• [Activity] Beginning with the line below that contains "development mode only." and ending with the line that contains "metrics::inc_masked_faults();", copy every line exactly. Copy nothing else.

• [Entries provided]
☆ ☆ ☆ ☆
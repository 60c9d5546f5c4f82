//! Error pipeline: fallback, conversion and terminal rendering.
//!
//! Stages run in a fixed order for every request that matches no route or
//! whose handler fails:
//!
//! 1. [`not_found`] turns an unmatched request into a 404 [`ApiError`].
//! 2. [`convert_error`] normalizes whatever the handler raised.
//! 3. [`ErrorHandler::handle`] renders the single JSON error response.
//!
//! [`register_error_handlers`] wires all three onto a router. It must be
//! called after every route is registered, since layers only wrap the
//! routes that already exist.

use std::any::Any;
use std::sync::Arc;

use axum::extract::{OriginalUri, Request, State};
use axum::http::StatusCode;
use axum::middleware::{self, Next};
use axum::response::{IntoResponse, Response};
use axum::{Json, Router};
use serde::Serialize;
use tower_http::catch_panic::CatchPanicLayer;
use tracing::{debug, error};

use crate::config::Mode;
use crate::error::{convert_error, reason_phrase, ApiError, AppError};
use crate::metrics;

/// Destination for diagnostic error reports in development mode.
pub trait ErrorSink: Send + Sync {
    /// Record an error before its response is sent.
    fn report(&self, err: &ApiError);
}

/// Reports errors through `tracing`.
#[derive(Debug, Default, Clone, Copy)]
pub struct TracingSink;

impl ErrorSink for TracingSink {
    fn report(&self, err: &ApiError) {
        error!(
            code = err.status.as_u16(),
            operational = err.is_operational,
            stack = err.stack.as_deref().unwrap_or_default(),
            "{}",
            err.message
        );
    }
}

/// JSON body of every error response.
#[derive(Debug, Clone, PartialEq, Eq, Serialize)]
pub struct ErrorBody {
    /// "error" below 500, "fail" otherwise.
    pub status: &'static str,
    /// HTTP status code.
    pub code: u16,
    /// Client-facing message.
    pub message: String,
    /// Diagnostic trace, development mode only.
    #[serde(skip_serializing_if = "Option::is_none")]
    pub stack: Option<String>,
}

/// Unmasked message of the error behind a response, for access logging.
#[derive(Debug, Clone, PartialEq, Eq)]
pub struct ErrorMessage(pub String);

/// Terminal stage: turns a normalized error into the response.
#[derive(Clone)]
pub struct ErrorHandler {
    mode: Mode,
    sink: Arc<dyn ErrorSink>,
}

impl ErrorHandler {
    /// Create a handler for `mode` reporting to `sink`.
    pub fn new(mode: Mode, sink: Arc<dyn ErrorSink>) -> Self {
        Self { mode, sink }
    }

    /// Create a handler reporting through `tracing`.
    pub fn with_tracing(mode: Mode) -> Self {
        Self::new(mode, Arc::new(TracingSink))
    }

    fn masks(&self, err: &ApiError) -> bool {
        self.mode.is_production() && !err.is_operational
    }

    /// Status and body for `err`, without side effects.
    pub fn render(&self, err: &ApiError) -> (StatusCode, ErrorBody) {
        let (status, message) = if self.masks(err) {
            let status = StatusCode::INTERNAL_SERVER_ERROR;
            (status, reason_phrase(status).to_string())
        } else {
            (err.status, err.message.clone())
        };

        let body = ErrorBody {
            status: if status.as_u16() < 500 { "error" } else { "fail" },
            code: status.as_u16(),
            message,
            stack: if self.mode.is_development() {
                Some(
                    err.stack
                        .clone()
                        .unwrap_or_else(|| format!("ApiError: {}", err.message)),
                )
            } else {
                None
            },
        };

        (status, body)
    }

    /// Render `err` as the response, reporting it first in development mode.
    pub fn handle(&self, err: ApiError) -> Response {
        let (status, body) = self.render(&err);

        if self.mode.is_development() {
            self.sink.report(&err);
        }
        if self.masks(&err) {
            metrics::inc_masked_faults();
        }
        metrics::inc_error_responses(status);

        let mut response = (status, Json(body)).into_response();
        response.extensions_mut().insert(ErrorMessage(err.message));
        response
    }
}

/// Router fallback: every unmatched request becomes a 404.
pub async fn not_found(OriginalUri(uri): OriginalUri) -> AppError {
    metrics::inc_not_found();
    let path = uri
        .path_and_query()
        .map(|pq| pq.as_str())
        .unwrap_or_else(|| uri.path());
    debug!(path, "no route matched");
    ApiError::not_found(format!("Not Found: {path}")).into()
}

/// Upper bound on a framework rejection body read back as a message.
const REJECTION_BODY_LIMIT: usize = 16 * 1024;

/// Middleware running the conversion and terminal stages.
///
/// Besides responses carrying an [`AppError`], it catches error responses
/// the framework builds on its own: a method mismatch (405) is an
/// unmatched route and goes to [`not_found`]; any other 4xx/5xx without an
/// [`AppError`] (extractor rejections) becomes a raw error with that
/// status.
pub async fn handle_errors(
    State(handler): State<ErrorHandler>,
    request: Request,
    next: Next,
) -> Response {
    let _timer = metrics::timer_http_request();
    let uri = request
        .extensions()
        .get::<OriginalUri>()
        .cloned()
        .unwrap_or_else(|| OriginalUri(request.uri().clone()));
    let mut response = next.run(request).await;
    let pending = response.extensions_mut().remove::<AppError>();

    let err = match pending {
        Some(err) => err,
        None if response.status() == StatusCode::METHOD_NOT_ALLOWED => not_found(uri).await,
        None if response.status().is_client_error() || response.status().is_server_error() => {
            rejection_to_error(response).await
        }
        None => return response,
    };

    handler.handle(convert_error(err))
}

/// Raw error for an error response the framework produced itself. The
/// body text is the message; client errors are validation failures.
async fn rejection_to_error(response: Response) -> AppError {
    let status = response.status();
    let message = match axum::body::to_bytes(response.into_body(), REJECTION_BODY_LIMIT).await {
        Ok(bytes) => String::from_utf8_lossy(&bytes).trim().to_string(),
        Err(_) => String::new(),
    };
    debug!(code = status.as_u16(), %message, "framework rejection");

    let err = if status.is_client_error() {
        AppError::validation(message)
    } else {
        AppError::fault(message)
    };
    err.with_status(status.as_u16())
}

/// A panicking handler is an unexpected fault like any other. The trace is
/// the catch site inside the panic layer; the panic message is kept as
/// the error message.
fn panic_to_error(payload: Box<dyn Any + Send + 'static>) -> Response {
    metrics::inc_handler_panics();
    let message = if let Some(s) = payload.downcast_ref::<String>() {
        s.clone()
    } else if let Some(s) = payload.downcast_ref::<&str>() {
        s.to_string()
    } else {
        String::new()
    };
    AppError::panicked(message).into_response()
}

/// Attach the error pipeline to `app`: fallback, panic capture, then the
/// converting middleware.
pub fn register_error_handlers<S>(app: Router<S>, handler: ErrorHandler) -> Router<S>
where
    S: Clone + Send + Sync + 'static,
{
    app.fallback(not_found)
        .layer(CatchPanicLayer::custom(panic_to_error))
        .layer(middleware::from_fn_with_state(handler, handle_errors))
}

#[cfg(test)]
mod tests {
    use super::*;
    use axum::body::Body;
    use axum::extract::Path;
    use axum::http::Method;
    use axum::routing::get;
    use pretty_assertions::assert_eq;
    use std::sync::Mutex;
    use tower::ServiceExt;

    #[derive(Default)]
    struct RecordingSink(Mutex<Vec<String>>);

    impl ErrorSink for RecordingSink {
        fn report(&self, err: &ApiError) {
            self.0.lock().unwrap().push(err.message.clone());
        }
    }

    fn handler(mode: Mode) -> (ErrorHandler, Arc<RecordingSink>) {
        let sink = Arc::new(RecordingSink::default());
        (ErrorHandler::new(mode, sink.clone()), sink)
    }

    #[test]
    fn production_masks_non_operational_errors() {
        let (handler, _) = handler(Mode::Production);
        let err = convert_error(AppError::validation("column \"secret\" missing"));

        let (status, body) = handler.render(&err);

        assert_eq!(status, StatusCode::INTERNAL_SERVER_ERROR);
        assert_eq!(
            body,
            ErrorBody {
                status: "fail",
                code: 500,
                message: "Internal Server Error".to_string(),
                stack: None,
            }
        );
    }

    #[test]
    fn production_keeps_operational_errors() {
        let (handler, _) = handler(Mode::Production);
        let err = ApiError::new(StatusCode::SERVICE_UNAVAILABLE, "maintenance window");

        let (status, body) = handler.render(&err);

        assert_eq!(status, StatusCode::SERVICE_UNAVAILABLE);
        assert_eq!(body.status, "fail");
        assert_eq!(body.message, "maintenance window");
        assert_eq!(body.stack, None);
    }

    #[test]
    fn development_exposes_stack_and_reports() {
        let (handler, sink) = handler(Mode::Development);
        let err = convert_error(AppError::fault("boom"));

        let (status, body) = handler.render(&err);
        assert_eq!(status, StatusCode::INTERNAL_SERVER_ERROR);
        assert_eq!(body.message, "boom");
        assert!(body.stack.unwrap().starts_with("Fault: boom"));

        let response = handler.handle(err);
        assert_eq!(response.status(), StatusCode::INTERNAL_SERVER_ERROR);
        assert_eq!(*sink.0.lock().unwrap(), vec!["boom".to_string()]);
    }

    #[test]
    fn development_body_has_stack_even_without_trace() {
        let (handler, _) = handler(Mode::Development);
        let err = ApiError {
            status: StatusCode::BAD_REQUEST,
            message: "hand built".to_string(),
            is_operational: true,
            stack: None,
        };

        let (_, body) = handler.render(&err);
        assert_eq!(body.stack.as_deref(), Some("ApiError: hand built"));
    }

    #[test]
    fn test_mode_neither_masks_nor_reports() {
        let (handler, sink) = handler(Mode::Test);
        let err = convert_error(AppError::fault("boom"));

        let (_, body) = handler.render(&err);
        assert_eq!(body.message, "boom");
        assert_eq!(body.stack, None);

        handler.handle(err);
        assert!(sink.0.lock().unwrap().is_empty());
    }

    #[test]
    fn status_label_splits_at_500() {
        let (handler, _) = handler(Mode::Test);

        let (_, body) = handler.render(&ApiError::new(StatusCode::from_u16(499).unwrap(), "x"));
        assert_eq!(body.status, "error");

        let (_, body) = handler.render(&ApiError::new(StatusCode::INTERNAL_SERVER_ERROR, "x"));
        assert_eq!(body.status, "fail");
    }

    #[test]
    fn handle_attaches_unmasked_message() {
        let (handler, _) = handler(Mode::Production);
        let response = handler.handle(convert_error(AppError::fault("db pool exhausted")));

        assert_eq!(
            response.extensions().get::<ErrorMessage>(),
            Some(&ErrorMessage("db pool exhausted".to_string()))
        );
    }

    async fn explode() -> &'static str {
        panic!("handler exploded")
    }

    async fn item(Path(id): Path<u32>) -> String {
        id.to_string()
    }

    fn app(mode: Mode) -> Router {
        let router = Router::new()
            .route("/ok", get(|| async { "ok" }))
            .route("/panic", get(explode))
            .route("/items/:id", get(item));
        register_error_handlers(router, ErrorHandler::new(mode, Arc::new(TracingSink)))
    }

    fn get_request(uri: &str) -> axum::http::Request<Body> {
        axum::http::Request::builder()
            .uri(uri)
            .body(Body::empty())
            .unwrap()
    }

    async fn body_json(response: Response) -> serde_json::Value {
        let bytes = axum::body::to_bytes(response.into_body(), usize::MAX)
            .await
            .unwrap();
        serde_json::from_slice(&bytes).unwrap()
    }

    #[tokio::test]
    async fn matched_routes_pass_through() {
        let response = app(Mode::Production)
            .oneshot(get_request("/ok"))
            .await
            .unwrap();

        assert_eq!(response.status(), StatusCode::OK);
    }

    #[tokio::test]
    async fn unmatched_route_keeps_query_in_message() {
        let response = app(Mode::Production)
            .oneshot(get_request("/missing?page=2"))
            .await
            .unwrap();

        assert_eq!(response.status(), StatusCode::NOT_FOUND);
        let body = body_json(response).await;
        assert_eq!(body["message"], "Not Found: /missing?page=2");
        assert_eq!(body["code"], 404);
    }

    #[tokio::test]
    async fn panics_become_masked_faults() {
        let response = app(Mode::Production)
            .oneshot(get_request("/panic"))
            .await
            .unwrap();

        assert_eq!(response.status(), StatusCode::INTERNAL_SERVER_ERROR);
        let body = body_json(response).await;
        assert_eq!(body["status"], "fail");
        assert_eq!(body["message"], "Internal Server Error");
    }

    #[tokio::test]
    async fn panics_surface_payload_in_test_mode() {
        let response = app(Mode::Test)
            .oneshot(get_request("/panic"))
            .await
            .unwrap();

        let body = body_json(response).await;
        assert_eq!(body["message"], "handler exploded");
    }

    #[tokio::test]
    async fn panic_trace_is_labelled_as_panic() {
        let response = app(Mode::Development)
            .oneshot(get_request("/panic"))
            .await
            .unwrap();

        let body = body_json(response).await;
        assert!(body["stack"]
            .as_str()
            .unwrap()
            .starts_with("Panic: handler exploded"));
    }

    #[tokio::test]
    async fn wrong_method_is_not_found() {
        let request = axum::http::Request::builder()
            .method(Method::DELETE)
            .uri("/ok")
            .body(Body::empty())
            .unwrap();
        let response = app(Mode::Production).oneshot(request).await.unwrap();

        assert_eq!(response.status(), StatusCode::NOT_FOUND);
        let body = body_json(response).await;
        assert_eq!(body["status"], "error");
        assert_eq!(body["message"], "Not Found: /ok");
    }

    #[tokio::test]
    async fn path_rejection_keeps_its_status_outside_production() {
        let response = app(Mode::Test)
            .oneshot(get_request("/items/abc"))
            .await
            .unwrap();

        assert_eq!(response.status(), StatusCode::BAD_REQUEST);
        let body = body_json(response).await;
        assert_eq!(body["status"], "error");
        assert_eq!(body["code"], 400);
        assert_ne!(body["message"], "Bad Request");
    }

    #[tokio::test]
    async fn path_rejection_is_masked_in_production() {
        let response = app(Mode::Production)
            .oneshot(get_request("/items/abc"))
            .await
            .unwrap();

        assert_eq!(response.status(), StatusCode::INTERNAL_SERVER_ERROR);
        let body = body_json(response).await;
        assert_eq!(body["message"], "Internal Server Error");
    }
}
☆ ☆ ☆ ☆
• [Answer section]
    /// Diagnostic trace, development mode only.
    #[serde(skip_serializing_if = "Option::is_none")]
    pub stack: Option<String>,
}

/// Unmasked message of the error behind a response, for access logging.
#[derive(Debug, Clone, PartialEq, Eq)]
pub struct ErrorMessage(pub String);

/// Terminal stage: turns a normalized error into the response.
#[derive(Clone)]
pub struct ErrorHandler {
    mode: Mode,
    sink: Arc<dyn ErrorSink>,
}

impl ErrorHandler {
    /// Create a handler for `mode` reporting to `sink`.
    pub fn new(mode: Mode, sink: Arc<dyn ErrorSink>) -> Self {
        Self { mode, sink }
    }

    /// Create a handler reporting through `tracing`.
    pub fn with_tracing(mode: Mode) -> Self {
        Self::new(mode, Arc::new(TracingSink))
    }

    fn masks(&self, err: &ApiError) -> bool {
        self.mode.is_production() && !err.is_operational
    }

    /// Status and body for `err`, without side effects.
    pub fn render(&self, err: &ApiError) -> (StatusCode, ErrorBody) {
        let (status, message) = if self.masks(err) {
            let status = StatusCode::INTERNAL_SERVER_ERROR;
            (status, reason_phrase(status).to_string())
        } else {
            (err.status, err.message.clone())
        };

        let body = ErrorBody {
            status: if status.as_u16() < 500 { "error" } else { "fail" },
            code: status.as_u16(),
            message,
            stack: if self.mode.is_development() {
                Some(
                    err.stack
                        .clone()
                        .unwrap_or_else(|| format!("ApiError: {}", err.message)),
                )
            } else {
                None
            },
        };

        (status, body)
    }

    /// Render `err` as the response, reporting it first in development mode.
    pub fn handle(&self, err: ApiError) -> Response {
        let (status, body) = self.render(&err);

        if self.mode.is_development() {
            self.sink.report(&err);
        }
        if self.masks(&err) {
            metrics::inc_masked_faults();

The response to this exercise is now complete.